What is required
Give only a number in reply. It should be how many lines in the records contain the string "always".

Provided records
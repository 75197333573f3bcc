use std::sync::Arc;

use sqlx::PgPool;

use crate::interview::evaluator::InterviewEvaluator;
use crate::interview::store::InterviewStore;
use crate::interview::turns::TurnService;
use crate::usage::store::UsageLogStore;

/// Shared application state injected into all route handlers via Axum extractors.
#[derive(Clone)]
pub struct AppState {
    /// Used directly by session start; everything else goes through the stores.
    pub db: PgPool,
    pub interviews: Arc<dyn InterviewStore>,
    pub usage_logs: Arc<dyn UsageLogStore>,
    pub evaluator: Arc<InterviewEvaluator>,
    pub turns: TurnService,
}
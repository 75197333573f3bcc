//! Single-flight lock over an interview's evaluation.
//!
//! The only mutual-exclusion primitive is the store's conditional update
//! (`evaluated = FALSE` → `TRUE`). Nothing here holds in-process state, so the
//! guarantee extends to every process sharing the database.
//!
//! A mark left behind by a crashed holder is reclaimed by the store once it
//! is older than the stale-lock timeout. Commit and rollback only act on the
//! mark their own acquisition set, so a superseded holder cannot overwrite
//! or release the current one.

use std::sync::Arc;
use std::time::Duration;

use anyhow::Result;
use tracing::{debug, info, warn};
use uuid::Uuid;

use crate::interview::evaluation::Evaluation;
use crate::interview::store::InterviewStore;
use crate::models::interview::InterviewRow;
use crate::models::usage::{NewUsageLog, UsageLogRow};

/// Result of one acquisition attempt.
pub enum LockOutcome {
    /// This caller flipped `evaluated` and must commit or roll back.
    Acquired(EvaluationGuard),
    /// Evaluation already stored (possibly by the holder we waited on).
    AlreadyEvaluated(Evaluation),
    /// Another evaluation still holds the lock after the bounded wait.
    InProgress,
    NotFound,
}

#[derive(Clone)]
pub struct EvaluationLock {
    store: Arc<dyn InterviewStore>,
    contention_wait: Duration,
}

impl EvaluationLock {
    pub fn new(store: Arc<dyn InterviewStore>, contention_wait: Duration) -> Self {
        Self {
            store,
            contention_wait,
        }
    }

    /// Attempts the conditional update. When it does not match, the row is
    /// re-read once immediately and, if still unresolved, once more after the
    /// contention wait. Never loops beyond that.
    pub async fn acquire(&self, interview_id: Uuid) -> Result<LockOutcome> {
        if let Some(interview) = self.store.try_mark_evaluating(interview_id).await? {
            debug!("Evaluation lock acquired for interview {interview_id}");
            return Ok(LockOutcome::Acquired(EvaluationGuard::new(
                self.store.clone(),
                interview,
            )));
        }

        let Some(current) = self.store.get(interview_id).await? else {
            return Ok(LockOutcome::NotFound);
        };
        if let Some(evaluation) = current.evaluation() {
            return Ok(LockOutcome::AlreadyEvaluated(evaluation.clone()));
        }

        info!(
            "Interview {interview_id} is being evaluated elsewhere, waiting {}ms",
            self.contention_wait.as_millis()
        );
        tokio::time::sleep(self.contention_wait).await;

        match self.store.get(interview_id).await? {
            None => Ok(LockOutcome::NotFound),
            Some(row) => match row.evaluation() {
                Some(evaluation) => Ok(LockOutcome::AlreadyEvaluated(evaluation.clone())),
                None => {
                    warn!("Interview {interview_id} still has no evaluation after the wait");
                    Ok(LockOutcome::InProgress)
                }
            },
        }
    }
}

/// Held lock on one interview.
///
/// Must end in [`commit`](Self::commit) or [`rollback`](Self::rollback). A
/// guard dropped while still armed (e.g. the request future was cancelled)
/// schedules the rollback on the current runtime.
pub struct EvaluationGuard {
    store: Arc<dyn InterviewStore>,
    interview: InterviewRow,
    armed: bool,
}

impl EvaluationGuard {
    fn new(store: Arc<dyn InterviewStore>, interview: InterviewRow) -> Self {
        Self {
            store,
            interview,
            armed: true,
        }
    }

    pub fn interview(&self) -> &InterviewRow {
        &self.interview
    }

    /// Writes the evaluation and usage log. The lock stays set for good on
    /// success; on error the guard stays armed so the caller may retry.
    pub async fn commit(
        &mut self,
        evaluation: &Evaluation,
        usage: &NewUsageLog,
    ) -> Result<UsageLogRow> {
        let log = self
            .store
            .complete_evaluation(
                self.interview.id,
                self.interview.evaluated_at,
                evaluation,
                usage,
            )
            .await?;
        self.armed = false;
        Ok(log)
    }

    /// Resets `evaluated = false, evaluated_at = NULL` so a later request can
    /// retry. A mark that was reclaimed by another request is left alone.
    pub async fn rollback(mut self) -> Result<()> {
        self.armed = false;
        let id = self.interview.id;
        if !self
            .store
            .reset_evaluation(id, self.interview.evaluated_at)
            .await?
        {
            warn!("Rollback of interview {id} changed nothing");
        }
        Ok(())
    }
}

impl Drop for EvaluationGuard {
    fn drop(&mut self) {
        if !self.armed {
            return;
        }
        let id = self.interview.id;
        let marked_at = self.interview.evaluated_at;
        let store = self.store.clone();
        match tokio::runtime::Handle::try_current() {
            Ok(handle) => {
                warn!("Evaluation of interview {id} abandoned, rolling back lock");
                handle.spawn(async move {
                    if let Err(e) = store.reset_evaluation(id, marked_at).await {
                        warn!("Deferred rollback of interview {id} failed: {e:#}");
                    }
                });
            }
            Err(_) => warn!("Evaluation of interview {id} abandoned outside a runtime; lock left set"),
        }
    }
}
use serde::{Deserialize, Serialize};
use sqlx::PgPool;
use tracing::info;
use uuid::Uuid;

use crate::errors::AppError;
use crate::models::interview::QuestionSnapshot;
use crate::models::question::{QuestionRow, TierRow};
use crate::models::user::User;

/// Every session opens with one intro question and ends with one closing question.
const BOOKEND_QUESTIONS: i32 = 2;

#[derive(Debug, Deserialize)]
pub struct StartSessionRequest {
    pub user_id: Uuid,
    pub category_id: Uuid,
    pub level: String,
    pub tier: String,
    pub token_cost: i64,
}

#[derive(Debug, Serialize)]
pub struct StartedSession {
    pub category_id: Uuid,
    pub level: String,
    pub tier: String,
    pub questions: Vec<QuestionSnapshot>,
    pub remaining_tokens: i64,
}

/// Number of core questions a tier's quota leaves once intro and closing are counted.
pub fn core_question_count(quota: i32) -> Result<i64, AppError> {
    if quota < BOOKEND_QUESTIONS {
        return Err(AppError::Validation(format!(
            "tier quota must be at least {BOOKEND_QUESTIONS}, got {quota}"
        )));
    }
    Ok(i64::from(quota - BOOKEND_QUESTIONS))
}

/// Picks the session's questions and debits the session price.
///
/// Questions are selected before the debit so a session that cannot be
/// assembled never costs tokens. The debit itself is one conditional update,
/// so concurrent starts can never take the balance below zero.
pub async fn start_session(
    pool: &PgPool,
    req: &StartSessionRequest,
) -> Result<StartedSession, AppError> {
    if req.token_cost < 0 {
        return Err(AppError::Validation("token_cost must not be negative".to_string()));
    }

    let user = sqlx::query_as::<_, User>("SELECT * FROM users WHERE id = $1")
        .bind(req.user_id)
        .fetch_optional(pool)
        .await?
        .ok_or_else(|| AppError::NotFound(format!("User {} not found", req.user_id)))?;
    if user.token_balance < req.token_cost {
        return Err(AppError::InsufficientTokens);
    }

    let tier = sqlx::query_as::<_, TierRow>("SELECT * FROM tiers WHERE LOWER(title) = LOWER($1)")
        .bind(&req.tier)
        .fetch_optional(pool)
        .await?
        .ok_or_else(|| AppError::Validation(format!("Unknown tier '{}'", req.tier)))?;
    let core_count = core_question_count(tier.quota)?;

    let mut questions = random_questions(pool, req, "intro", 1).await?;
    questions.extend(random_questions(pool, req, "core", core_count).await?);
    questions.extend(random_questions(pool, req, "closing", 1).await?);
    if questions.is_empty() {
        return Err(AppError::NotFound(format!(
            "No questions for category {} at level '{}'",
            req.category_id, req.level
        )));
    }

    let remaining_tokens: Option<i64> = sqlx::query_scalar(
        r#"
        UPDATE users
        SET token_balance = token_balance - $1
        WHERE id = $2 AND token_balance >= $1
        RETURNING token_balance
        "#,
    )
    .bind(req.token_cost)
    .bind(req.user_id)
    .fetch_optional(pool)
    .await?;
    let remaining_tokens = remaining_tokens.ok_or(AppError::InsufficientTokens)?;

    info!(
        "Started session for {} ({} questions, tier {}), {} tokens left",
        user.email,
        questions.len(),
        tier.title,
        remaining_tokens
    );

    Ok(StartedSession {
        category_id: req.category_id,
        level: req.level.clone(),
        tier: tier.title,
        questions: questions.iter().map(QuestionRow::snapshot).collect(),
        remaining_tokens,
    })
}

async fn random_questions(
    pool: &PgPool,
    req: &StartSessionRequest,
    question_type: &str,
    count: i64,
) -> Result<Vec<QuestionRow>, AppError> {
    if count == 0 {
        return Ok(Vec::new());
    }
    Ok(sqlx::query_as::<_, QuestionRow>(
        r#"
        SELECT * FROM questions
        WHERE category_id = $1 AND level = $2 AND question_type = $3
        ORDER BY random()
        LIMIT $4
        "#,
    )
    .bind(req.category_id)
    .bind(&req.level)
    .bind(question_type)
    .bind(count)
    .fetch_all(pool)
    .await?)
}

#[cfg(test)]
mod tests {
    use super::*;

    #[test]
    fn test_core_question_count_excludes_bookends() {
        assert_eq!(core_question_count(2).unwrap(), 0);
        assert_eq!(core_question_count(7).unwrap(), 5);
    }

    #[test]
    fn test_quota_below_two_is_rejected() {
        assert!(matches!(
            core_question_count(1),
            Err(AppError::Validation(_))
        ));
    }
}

--

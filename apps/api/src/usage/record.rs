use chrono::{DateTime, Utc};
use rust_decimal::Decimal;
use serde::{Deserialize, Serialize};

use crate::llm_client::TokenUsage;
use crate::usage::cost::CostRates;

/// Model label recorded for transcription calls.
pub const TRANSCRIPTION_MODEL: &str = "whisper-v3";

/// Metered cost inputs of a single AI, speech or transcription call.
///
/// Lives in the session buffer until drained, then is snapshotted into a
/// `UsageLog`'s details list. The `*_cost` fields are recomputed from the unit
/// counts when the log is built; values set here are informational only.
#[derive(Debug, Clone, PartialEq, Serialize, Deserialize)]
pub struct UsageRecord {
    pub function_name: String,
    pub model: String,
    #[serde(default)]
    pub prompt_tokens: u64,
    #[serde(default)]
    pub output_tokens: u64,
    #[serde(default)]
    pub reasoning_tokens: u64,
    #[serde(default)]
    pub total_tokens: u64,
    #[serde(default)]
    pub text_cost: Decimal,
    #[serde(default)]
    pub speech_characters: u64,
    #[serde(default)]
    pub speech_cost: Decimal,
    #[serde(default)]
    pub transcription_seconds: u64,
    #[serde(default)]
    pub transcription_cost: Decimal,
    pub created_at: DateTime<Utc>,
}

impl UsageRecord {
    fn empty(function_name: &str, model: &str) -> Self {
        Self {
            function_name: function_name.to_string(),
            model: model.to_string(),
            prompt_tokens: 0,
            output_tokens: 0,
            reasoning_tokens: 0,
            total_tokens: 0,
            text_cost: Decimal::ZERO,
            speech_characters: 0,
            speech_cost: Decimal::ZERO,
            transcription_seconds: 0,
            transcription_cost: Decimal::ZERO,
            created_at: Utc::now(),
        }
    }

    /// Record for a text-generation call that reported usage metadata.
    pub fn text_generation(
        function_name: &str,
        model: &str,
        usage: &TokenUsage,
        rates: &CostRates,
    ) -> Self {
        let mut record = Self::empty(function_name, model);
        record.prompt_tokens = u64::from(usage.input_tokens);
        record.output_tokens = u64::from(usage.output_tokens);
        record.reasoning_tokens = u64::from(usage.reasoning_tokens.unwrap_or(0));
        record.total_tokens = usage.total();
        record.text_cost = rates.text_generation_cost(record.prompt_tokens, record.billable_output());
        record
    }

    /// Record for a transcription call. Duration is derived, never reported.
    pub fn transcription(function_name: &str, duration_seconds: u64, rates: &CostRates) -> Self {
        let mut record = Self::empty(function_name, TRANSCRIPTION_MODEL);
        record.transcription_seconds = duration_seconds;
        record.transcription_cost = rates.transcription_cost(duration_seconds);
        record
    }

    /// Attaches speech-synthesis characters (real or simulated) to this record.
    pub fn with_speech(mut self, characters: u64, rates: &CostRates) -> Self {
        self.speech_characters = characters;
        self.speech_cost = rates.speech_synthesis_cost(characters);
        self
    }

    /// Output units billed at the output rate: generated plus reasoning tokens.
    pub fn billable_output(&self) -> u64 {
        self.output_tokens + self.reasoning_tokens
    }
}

* * *

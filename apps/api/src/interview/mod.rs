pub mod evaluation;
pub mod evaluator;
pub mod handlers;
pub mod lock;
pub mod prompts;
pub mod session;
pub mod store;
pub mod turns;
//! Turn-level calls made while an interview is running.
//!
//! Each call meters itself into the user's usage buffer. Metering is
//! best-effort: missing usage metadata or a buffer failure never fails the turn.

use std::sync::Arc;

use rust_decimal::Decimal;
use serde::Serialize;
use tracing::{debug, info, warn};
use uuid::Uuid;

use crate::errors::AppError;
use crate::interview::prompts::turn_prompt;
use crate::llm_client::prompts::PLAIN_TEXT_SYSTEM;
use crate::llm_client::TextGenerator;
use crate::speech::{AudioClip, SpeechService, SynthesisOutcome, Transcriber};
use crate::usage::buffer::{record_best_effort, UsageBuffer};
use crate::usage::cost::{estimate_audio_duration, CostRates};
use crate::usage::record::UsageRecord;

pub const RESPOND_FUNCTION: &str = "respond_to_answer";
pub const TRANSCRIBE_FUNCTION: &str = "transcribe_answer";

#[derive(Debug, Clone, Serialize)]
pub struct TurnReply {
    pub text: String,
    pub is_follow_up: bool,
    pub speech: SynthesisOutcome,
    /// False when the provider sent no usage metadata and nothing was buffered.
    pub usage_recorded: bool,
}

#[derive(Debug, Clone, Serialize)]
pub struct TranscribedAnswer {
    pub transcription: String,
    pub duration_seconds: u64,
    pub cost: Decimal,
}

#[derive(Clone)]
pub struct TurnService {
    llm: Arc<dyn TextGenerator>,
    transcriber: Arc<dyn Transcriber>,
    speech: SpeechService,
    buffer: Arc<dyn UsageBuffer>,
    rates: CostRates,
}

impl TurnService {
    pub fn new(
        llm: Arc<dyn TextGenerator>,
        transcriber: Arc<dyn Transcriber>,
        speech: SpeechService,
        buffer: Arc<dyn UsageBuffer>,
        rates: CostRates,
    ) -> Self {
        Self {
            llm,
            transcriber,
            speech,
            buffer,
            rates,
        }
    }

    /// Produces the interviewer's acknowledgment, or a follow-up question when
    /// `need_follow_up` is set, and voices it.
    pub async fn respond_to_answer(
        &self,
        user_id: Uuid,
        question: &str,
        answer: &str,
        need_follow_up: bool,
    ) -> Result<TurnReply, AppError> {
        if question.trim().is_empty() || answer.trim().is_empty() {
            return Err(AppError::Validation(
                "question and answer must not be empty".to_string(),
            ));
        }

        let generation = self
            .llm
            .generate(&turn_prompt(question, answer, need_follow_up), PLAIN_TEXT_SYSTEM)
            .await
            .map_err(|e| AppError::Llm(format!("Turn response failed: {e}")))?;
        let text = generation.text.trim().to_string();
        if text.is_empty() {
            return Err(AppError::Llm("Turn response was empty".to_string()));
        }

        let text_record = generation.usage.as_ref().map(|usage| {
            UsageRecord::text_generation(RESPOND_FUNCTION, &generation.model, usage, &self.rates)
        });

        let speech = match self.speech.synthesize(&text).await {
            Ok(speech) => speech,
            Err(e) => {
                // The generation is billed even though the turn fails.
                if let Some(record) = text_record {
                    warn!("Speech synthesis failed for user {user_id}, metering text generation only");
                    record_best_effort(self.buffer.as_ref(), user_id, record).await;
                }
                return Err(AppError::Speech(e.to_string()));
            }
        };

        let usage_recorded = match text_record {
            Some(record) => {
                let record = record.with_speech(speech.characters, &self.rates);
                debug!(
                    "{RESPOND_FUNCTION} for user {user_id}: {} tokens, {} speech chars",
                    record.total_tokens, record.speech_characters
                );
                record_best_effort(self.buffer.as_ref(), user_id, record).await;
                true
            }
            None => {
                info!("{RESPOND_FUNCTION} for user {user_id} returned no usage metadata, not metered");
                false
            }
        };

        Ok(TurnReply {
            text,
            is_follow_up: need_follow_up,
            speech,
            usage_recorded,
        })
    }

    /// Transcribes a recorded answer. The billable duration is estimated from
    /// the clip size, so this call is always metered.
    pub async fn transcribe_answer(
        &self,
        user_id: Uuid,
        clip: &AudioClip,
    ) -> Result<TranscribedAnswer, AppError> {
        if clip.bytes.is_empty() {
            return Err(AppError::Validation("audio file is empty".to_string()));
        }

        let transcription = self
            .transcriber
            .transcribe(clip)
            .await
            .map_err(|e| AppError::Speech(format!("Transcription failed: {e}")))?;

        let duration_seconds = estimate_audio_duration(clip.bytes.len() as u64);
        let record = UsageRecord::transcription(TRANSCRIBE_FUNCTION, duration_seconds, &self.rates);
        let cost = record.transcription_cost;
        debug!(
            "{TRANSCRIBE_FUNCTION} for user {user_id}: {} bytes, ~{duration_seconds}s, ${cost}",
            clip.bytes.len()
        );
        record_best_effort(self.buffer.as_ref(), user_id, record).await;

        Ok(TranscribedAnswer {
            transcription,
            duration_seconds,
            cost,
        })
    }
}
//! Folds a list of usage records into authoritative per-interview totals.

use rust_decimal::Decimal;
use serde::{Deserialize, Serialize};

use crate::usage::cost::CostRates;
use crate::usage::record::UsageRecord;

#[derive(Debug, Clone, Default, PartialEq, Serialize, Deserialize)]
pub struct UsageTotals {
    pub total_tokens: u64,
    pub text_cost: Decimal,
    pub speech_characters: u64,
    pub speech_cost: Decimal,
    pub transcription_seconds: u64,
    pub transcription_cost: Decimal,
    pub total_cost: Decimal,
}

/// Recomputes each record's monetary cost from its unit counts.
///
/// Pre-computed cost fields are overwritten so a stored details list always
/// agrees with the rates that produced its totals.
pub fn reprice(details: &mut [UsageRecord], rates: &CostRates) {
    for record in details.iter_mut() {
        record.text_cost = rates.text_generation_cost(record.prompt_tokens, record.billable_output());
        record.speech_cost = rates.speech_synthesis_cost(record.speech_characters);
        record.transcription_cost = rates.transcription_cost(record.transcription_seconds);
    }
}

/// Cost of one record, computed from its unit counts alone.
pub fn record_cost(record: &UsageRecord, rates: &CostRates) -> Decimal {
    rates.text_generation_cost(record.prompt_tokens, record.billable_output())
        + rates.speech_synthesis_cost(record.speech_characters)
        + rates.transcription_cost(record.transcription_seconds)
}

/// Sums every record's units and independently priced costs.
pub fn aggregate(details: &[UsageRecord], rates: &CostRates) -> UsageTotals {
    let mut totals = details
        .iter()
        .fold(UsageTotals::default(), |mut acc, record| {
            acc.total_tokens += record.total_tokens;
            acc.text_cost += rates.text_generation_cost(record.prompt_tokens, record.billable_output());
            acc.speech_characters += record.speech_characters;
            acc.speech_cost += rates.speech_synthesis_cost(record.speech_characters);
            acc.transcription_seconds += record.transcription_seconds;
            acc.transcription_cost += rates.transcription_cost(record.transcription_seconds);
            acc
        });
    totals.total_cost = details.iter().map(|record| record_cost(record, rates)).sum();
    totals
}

Reply
2